My internal defiance comes in the form of ignoring what I tell myself I need to do in order to accomplish my goals, all the while knowing there will be consequences. Here are some examples:
- I want to write, but I get caught up reading blogs or books instead – knowing that I’ll feel guilty later
- I learn helpful writing “rules” and have the immediate urge to break them all – even though I know I’d be better off heeding the advice
- I acknowledge that I need to exercise more, and then pass on my husband’s invitation to walk the dog with him – fully aware that I’ll berate myself for being lazy
Internal defiance is generally counter-productive, but external disobedience doesn’t always have to be. Here are a couple examples of external disobedience:
- Example 1:
“Hey, I bet you can’t eat that whole habanero pepper.”
<snort> “I could if I wanted to.”
“Nah, you’re too much of a sissy.”
“Oh yeah? I’ll show you.” Eats the pepper, teary-eyed with beads of sweat popping out along the hairline. Chugging milk, water, anything liquid to ease the burn.
This kind of disobedience isn’t productive, unless the goal was to feel like you just swallowed a fireball.
- Example 2:
“You’ll never be able to write a book.”
“You’ll get bored and give up before you get that far.”
“No way. I’ll finish.” One year later, provides a draft for the doubter to read.
In this case, disobeying the prediction of failure is a good motivator to succeed and finish that book. See, disobedience isn’t always bad, and the consequences aren’t necessarily negative.

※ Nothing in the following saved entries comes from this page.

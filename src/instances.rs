//! Instance expansion tracking for one walk.
//!
//! As resource nodes execute they resolve `count`/`for_each` declarations
//! into concrete instance keys and register the result here. Writes happen
//! concurrently during the walk and are serialized; the full instance set
//! is read back only after the walk quiesces, when move statements are
//! validated against it.

use parking_lot::RwLock;
use std::sync::Arc;

use crate::addrs::{AbsResource, AbsResourceInstance, InstanceKey};
use crate::config::ExpansionDecl;

/// The resolved expansion of one resource.
#[derive(Clone, Debug, PartialEq, Eq)]
pub enum Expansion {
    /// One keyless instance.
    Single,
    /// `count`: integer keys `0..n`.
    Count(u64),
    /// `for_each`: one instance per string key.
    ForEach(Vec<String>),
    /// An explicit key set, used when instances are recovered from state
    /// rather than declared (destroy planning of undeclared resources).
    Explicit(Vec<InstanceKey>),
}

impl Expansion {
    /// The concrete instance keys this expansion produces.
    #[must_use]
    pub fn instance_keys(&self) -> Vec<InstanceKey> {
        match self {
            Expansion::Single => vec![InstanceKey::NoKey],
            Expansion::Count(n) => (0..*n).map(InstanceKey::Int).collect(),
            Expansion::ForEach(keys) => {
                keys.iter().map(|k| InstanceKey::Str(k.clone())).collect()
            }
            Expansion::Explicit(keys) => keys.clone(),
        }
    }
}

impl From<&ExpansionDecl> for Expansion {
    fn from(decl: &ExpansionDecl) -> Self {
        match decl {
            ExpansionDecl::Single => Expansion::Single,
            ExpansionDecl::Count(n) => Expansion::Count(*n),
            ExpansionDecl::ForEach(keys) => Expansion::ForEach(keys.clone()),
        }
    }
}

/// Registry of the concrete instance keys produced by expansion during
/// one walk. Cloning shares the registry.
#[derive(Clone, Debug, Default)]
pub struct InstanceExpander {
    inner: Arc<RwLock<Vec<(AbsResource, Expansion)>>>,
}

impl InstanceExpander {
    #[must_use]
    pub fn new() -> Self {
        Self::default()
    }

    /// Record the expansion a resource node resolved for its resource.
    /// Last write wins; in a well-formed graph each resource is expanded
    /// exactly once.
    pub fn set_resource_expansion(&self, resource: AbsResource, expansion: Expansion) {
        let mut inner = self.inner.write();
        if let Some(slot) = inner.iter_mut().find(|(r, _)| *r == resource) {
            slot.1 = expansion;
        } else {
            inner.push((resource, expansion));
        }
    }

    /// The instance keys registered for one resource, or empty if the
    /// resource was never expanded during this walk.
    #[must_use]
    pub fn expanded_instance_keys(&self, resource: &AbsResource) -> Vec<InstanceKey> {
        self.inner
            .read()
            .iter()
            .find(|(r, _)| r == resource)
            .map(|(_, e)| e.instance_keys())
            .unwrap_or_default()
    }

    /// Every concrete resource instance known to this walk. Read after the
    /// walk quiesces, for move validation and enumeration.
    #[must_use]
    pub fn all_instances(&self) -> Vec<AbsResourceInstance> {
        let mut out = Vec::new();
        for (resource, expansion) in self.inner.read().iter() {
            for key in expansion.instance_keys() {
                out.push(resource.instance(key));
            }
        }
        out.sort();
        out
    }
}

Humans aren’t the only species with an external disobedience problem. I don’t know if it makes you feel better, but cats also have a disobedient nature, despite the consequences. It probably says a lot about my personality, but I find it oddly comforting. I’m going to share a story illustrating their blatant rebellious streak:
We keep Sammy and Lizzy (aka the “kittens” that are now cats) separate from Cybil (aka Queen Cat who almost died when she stopped eating in protest when we brought the kittens home.) Cybil stays in the master bedroom that she lets my husband and I share with her (how gracious) and we keep the door closed when the kitten-cats are roaming.
If that door isn’t latched, one of them (usually Lizzy) will sneak into our room.
If the door is latched, they will wait outside the door and run between our legs when we open it. They repeatedly do this, even though they know what’s waiting on the other side:
Crazy right? I fully understand where the saying “curiosity killed a cat” came from. I also appreciate why cats are rumored to have nine lives…because they will need every one of them 🙂
I suspect there were cats in the Garden of Eden, and perhaps they ate some of the fruit from the tree of knowledge of good and evil. I’m pretty sure there weren’t any dogs in the Garden, because my dogs don’t exhibit this blatant disregard of house rules.
Is your disobedience generally productive or destructive? Feel free to share your tips for channeling disobedience into positive results.